#### What is being asked
Your answer should be the lines below from the one with "use std::error::Error;" to the one with "impl From<DbError> for", both included, given again exactly and with nothing added.

Collected data entries:

····················

//! Chart history repository contract and SQLite implementation.
//!
//! # Responsibility
//! - Persist computed charts so history and comparison views read stored
//!   values instead of recomputing them.
//! - Keep SQL details behind the [`ChartRepository`] trait.
//!
//! # Invariants
//! - `put_chart` is an upsert keyed by `ChartId`; `created_at` survives
//!   updates.
//! - Read paths reject undecodable persisted charts instead of masking them.
//! - `search_name` is always `search_key(full_name)`; name filters compare
//!   folded text on both sides.

use crate::db::DbError;
use crate::model::chart::NumerologyChart;
use crate::model::person_name::search_key;
use rusqlite::types::Value;
use rusqlite::{params, params_from_iter, Connection, Row};
use serde::{Deserialize, Serialize};
use std::error::Error;
use std::fmt::{Display, Formatter};
use uuid::Uuid;

const CHARTS_DEFAULT_LIMIT: u32 = 20;
const CHARTS_LIMIT_MAX: u32 = 100;

const CHART_SELECT_SQL: &str = "SELECT
    id,
    label,
    chart_json,
    created_at,
    updated_at
FROM charts";

/// Stable identifier of a saved chart.
pub type ChartId = Uuid;

pub type RepoResult<T> = Result<T, RepoError>;

/// Repository error for chart persistence and queries.
#[derive(Debug)]
pub enum RepoError {
    Db(DbError),
    NotFound(ChartId),
    InvalidData(String),
    MissingRequiredTable(&'static str),
    MissingRequiredColumn {
        table: &'static str,
        column: &'static str,
    },
}

impl Display for RepoError {
    fn fmt(&self, f: &mut Formatter<'_>) -> std::fmt::Result {
        match self {
            Self::Db(err) => write!(f, "{err}"),
            Self::NotFound(id) => write!(f, "chart not found: {id}"),
            Self::InvalidData(message) => write!(f, "invalid persisted chart data: {message}"),
            Self::MissingRequiredTable(table) => {
                write!(f, "connection is not migrated: missing table `{table}`")
            }
            Self::MissingRequiredColumn { table, column } => write!(
                f,
                "connection is not migrated: missing column `{table}.{column}`"
            ),
        }
    }
}

impl Error for RepoError {
    fn source(&self) -> Option<&(dyn Error + 'static)> {
        match self {
            Self::Db(err) => Some(err),
            _ => None,
        }
    }
}

impl From<DbError> for RepoError {
    fn from(value: DbError) -> Self {
        Self::Db(value)
    }
}

impl From<rusqlite::Error> for RepoError {
    fn from(value: rusqlite::Error) -> Self {
        Self::Db(DbError::Sqlite(value))
    }
}

/// Chart plus the caller-facing metadata written by `put_chart`.
#[derive(Debug, Clone, PartialEq, Eq)]
pub struct ChartEntry {
    pub id: ChartId,
    /// Free-text tag such as "cliente" or "parceiro".
    pub label: Option<String>,
    pub chart: NumerologyChart,
}

impl ChartEntry {
    /// Wraps `chart` under a freshly generated id.
    pub fn new(chart: NumerologyChart) -> Self {
        Self {
            id: Uuid::new_v4(),
            label: None,
            chart,
        }
    }

    pub fn with_label(mut self, label: impl Into<String>) -> Self {
        self.label = Some(label.into());
        self
    }
}

/// Stored chart as read back from the repository.
#[derive(Debug, Clone, PartialEq, Eq, Serialize, Deserialize)]
pub struct ChartRecord {
    pub id: ChartId,
    pub label: Option<String>,
    pub chart: NumerologyChart,
    /// Epoch milliseconds.
    pub created_at: i64,
    /// Epoch milliseconds.
    pub updated_at: i64,
}

/// Query options for chart history listing.
#[derive(Debug, Clone, Default, PartialEq, Eq)]
pub struct ChartListQuery {
    /// Substring match on the stored full name, ignoring case and accents.
    pub name_contains: Option<String>,
    /// Defaults to 20, clamped to 100.
    pub limit: Option<u32>,
    pub offset: u32,
}

/// Storage capability for chart history.
pub trait ChartRepository {
    /// Inserts or replaces one chart; returns its id.
    fn put_chart(&self, entry: &ChartEntry) -> RepoResult<ChartId>;
    fn get_chart(&self, id: ChartId) -> RepoResult<Option<ChartRecord>>;
    /// Removes one chart; `NotFound` when the id is unknown.
    fn delete_chart(&self, id: ChartId) -> RepoResult<()>;
    /// Newest first, ties broken by id.
    fn list_charts(&self, query: &ChartListQuery) -> RepoResult<Vec<ChartRecord>>;
}

/// SQLite-backed chart repository.
pub struct SqliteChartRepository<'conn> {
    conn: &'conn Connection,
}

impl<'conn> SqliteChartRepository<'conn> {
    /// Wraps a connection returned by `open_db`/`open_db_in_memory`.
    ///
    /// # Errors
    /// - `MissingRequiredTable` / `MissingRequiredColumn` when the
    ///   connection was not migrated.
    pub fn try_new(conn: &'conn Connection) -> RepoResult<Self> {
        ensure_chart_connection_ready(conn)?;
        Ok(Self { conn })
    }
}

impl ChartRepository for SqliteChartRepository<'_> {
    fn put_chart(&self, entry: &ChartEntry) -> RepoResult<ChartId> {
        let chart_json = serde_json::to_string(&entry.chart)
            .map_err(|err| RepoError::InvalidData(format!("chart serialization failed: {err}")))?;

        self.conn.execute(
            "INSERT INTO charts (
                id,
                label,
                full_name,
                search_name,
                birth_date,
                as_of,
                target_year,
                chart_json
            ) VALUES (?1, ?2, ?3, ?4, ?5, ?6, ?7, ?8)
            ON CONFLICT(id) DO UPDATE SET
                label = excluded.label,
                full_name = excluded.full_name,
                search_name = excluded.search_name,
                birth_date = excluded.birth_date,
                as_of = excluded.as_of,
                target_year = excluded.target_year,
                chart_json = excluded.chart_json,
                updated_at = (CAST(strftime('%s', 'now') AS INTEGER) * 1000);",
            params![
                entry.id.to_string(),
                entry.label.as_deref(),
                entry.chart.full_name.as_str(),
                search_key(&entry.chart.full_name),
                entry.chart.birth_date.date().to_string(),
                entry.chart.as_of.to_string(),
                entry.chart.target_year,
                chart_json,
            ],
        )?;

        Ok(entry.id)
    }

    fn get_chart(&self, id: ChartId) -> RepoResult<Option<ChartRecord>> {
        let mut stmt = self
            .conn
            .prepare(&format!("{CHART_SELECT_SQL} WHERE id = ?1;"))?;
        let mut rows = stmt.query([id.to_string()])?;
        if let Some(row) = rows.next()? {
            return Ok(Some(parse_chart_row(row)?));
        }
        Ok(None)
    }

    fn delete_chart(&self, id: ChartId) -> RepoResult<()> {
        let changed = self
            .conn
            .execute("DELETE FROM charts WHERE id = ?1;", [id.to_string()])?;
        if changed == 0 {
            return Err(RepoError::NotFound(id));
        }
        Ok(())
    }

    fn list_charts(&self, query: &ChartListQuery) -> RepoResult<Vec<ChartRecord>> {
        let mut sql = format!("{CHART_SELECT_SQL} WHERE 1 = 1");
        let mut bind_values: Vec<Value> = Vec::new();

        if let Some(needle) = query
            .name_contains
            .as_deref()
            .map(search_key)
            .filter(|value| !value.is_empty())
        {
            sql.push_str(" AND instr(search_name, ?) > 0");
            bind_values.push(Value::Text(needle));
        }

        sql.push_str(" ORDER BY created_at DESC, id ASC LIMIT ?");
        bind_values.push(Value::Integer(i64::from(normalize_chart_limit(
            query.limit,
        ))));
        if query.offset > 0 {
            sql.push_str(" OFFSET ?");
            bind_values.push(Value::Integer(i64::from(query.offset)));
        }

        let mut stmt = self.conn.prepare(&sql)?;
        let mut rows = stmt.query(params_from_iter(bind_values))?;
        let mut records = Vec::new();
        while let Some(row) = rows.next()? {
            records.push(parse_chart_row(row)?);
        }
        Ok(records)
    }
}

/// Normalizes a list limit according to the history contract.
pub fn normalize_chart_limit(limit: Option<u32>) -> u32 {
    match limit {
        Some(0) | None => CHARTS_DEFAULT_LIMIT,
        Some(value) if value > CHARTS_LIMIT_MAX => CHARTS_LIMIT_MAX,
        Some(value) => value,
    }
}

fn parse_chart_row(row: &Row<'_>) -> RepoResult<ChartRecord> {
    let id_text: String = row.get("id")?;
    let id = Uuid::parse_str(&id_text)
        .map_err(|_| RepoError::InvalidData(format!("invalid uuid `{id_text}` in charts.id")))?;

    let chart_json: String = row.get("chart_json")?;
    let chart: NumerologyChart = serde_json::from_str(&chart_json).map_err(|err| {
        RepoError::InvalidData(format!("undecodable charts.chart_json for {id}: {err}"))
    })?;

    Ok(ChartRecord {
        id,
        label: row.get("label")?,
        chart,
        created_at: row.get("created_at")?,
        updated_at: row.get("updated_at")?,
    })
}

fn ensure_chart_connection_ready(conn: &Connection) -> RepoResult<()> {
    if !table_exists(conn, "charts")? {
        return Err(RepoError::MissingRequiredTable("charts"));
    }
    for column in [
        "id",
        "label",
        "search_name",
        "chart_json",
        "created_at",
        "updated_at",
    ] {
        if !table_has_column(conn, "charts", column)? {
            return Err(RepoError::MissingRequiredColumn {
                table: "charts",
                column,
            });
        }
    }
    Ok(())
}

fn table_exists(conn: &Connection, table: &str) -> RepoResult<bool> {
    let exists: i64 = conn.query_row(
        "SELECT EXISTS(
            SELECT 1
            FROM sqlite_master
            WHERE type = 'table' AND name = ?1
        );",
        [table],
        |row| row.get(0),
    )?;
    Ok(exists == 1)
}

fn table_has_column(conn: &Connection, table: &str, column: &str) -> RepoResult<bool> {
    let mut stmt = conn.prepare(&format!("PRAGMA table_info({table});"))?;
    let mut rows = stmt.query([])?;
    while let Some(row) = rows.next()? {
        let current: String = row.get(1)?;
        if current == column {
            return Ok(true);
        }
    }
    Ok(false)
}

····················

#### Response area
use std::error::Error;
use std::fmt::{Display, Formatter};
use uuid::Uuid;

const CHARTS_DEFAULT_LIMIT: u32 = 20;
const CHARTS_LIMIT_MAX: u32 = 100;

const CHART_SELECT_SQL: &str = "SELECT
    id,
    label,
    chart_json,
    created_at,
    updated_at
FROM charts";

/// Stable identifier of a saved chart.
pub type ChartId = Uuid;

pub type RepoResult<T> = Result<T, RepoError>;

/// Repository error for chart persistence and queries.
#[derive(Debug)]
pub enum RepoError {
    Db(DbError),
    NotFound(ChartId),
    InvalidData(String),
    MissingRequiredTable(&'static str),
    MissingRequiredColumn {
        table: &'static str,
        column: &'static str,
    },
}

impl Display for RepoError {
    fn fmt(&self, f: &mut Formatter<'_>) -> std::fmt::Result {
        match self {
            Self::Db(err) => write!(f, "{err}"),
            Self::NotFound(id) => write!(f, "chart not found: {id}"),
            Self::InvalidData(message) => write!(f, "invalid persisted chart data: {message}"),
            Self::MissingRequiredTable(table) => {
                write!(f, "connection is not migrated: missing table `{table}`")
            }
            Self::MissingRequiredColumn { table, column } => write!(
                f,
                "connection is not migrated: missing column `{table}.{column}`"
            ),
        }
    }
}

impl Error for RepoError {
    fn source(&self) -> Option<&(dyn Error + 'static)> {
        match self {
            Self::Db(err) => Some(err),
            _ => None,
        }
    }
}

impl From<DbError> for RepoError {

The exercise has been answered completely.